§ **Your instructions**: Find every line in the records below that holds the word "SearchRecord" and copy it.
-------- Record set
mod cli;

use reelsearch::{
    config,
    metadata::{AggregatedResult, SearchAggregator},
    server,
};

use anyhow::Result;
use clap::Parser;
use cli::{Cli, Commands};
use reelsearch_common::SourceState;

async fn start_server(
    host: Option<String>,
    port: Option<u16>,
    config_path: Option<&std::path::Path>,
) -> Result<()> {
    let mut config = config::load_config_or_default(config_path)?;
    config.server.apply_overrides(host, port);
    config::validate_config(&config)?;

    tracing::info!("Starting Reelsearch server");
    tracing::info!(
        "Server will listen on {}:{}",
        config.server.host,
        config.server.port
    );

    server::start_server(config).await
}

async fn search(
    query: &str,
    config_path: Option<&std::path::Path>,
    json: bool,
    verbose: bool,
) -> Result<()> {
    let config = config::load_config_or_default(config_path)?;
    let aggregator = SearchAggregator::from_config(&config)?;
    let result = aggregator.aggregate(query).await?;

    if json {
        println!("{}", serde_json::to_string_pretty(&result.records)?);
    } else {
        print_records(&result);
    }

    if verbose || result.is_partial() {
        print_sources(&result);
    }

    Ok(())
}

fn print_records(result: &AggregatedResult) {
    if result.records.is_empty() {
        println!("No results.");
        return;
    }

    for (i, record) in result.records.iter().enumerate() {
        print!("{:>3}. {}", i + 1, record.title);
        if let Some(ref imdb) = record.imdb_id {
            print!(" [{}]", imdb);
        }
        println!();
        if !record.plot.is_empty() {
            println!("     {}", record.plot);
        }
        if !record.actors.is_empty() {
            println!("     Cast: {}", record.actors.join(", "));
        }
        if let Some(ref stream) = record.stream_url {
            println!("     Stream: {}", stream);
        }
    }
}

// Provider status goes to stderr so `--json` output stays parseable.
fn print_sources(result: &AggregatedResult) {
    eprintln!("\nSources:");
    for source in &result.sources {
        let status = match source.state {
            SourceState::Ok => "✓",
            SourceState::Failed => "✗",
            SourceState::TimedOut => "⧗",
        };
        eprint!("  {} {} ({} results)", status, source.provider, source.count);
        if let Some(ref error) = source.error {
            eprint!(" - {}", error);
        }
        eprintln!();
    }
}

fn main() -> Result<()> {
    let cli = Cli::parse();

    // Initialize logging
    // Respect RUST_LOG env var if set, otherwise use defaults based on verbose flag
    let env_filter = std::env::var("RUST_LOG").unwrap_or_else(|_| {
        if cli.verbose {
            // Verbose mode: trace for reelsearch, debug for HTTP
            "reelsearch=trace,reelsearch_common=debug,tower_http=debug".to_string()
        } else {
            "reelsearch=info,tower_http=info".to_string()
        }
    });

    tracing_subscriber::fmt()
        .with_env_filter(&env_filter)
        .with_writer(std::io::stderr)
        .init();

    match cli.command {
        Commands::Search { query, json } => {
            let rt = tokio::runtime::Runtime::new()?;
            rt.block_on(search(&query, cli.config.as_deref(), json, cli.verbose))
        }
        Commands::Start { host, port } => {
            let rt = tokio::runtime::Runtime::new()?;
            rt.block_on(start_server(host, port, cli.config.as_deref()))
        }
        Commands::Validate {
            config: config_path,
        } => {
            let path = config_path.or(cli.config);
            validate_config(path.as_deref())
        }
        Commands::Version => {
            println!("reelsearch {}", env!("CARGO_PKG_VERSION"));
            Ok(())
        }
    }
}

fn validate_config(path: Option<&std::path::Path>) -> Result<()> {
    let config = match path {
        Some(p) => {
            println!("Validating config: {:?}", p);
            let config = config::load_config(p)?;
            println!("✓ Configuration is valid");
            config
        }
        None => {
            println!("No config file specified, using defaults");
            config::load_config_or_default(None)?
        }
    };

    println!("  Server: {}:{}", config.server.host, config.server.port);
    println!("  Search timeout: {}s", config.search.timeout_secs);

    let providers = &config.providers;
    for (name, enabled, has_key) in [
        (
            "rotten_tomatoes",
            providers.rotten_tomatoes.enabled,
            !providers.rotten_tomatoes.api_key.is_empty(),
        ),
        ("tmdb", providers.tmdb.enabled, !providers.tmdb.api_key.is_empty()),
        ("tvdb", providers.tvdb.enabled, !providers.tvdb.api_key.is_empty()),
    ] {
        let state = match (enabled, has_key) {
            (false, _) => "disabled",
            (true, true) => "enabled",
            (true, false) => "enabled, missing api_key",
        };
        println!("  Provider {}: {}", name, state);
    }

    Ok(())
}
----------------
-------- Record set
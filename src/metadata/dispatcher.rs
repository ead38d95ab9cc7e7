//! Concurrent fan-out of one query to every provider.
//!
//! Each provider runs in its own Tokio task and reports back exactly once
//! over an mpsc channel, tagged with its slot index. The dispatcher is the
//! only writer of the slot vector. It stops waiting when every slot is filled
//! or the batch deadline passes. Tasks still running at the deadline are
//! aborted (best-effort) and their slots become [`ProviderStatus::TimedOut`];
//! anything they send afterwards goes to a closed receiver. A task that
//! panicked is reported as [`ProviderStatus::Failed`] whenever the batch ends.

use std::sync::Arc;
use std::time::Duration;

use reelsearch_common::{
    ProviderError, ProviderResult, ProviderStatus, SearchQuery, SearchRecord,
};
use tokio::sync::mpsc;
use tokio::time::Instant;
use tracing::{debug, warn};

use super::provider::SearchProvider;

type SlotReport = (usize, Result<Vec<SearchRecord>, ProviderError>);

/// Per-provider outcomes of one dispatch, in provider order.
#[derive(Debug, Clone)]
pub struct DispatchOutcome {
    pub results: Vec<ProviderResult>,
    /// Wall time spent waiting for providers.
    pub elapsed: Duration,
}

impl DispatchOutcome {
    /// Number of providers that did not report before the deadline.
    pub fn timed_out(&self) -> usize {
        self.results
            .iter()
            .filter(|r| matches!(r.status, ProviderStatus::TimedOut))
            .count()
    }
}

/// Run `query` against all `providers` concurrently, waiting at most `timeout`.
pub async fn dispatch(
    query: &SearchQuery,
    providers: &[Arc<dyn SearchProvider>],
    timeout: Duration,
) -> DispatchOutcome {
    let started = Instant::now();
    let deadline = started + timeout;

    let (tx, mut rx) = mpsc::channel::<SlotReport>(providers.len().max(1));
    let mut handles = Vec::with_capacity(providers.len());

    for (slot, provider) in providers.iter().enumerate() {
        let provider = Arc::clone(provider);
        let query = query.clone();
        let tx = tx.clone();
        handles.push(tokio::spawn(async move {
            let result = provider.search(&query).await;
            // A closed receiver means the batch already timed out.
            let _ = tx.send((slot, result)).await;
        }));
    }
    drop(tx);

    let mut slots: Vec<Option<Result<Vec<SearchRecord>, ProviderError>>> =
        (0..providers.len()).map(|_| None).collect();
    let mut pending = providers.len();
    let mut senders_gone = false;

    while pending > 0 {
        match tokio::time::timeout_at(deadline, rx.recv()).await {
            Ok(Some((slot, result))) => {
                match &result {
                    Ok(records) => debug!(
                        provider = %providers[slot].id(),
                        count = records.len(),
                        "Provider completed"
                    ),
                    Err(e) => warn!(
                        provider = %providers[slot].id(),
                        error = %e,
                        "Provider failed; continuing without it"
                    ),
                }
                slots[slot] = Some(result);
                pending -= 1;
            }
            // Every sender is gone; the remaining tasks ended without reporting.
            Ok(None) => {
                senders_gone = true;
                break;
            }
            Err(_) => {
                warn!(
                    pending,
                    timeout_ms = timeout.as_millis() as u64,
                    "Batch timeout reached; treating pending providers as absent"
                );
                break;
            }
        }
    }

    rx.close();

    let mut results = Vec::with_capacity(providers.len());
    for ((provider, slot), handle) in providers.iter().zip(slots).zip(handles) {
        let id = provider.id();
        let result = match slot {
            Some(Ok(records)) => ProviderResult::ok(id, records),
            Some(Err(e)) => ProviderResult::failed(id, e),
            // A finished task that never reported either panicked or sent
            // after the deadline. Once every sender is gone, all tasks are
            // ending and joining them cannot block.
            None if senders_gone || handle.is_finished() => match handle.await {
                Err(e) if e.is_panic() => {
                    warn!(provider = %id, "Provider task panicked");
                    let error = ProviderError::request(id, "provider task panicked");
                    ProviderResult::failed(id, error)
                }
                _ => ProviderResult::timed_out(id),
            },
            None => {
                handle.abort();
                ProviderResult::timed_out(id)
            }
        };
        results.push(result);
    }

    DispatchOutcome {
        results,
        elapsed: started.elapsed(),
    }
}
----------------
§ **Finished task**:
    ProviderError, ProviderResult, ProviderStatus, SearchQuery, SearchRecord,
type SlotReport = (usize, Result<Vec<SearchRecord>, ProviderError>);
    let mut slots: Vec<Option<Result<Vec<SearchRecord>, ProviderError>>> =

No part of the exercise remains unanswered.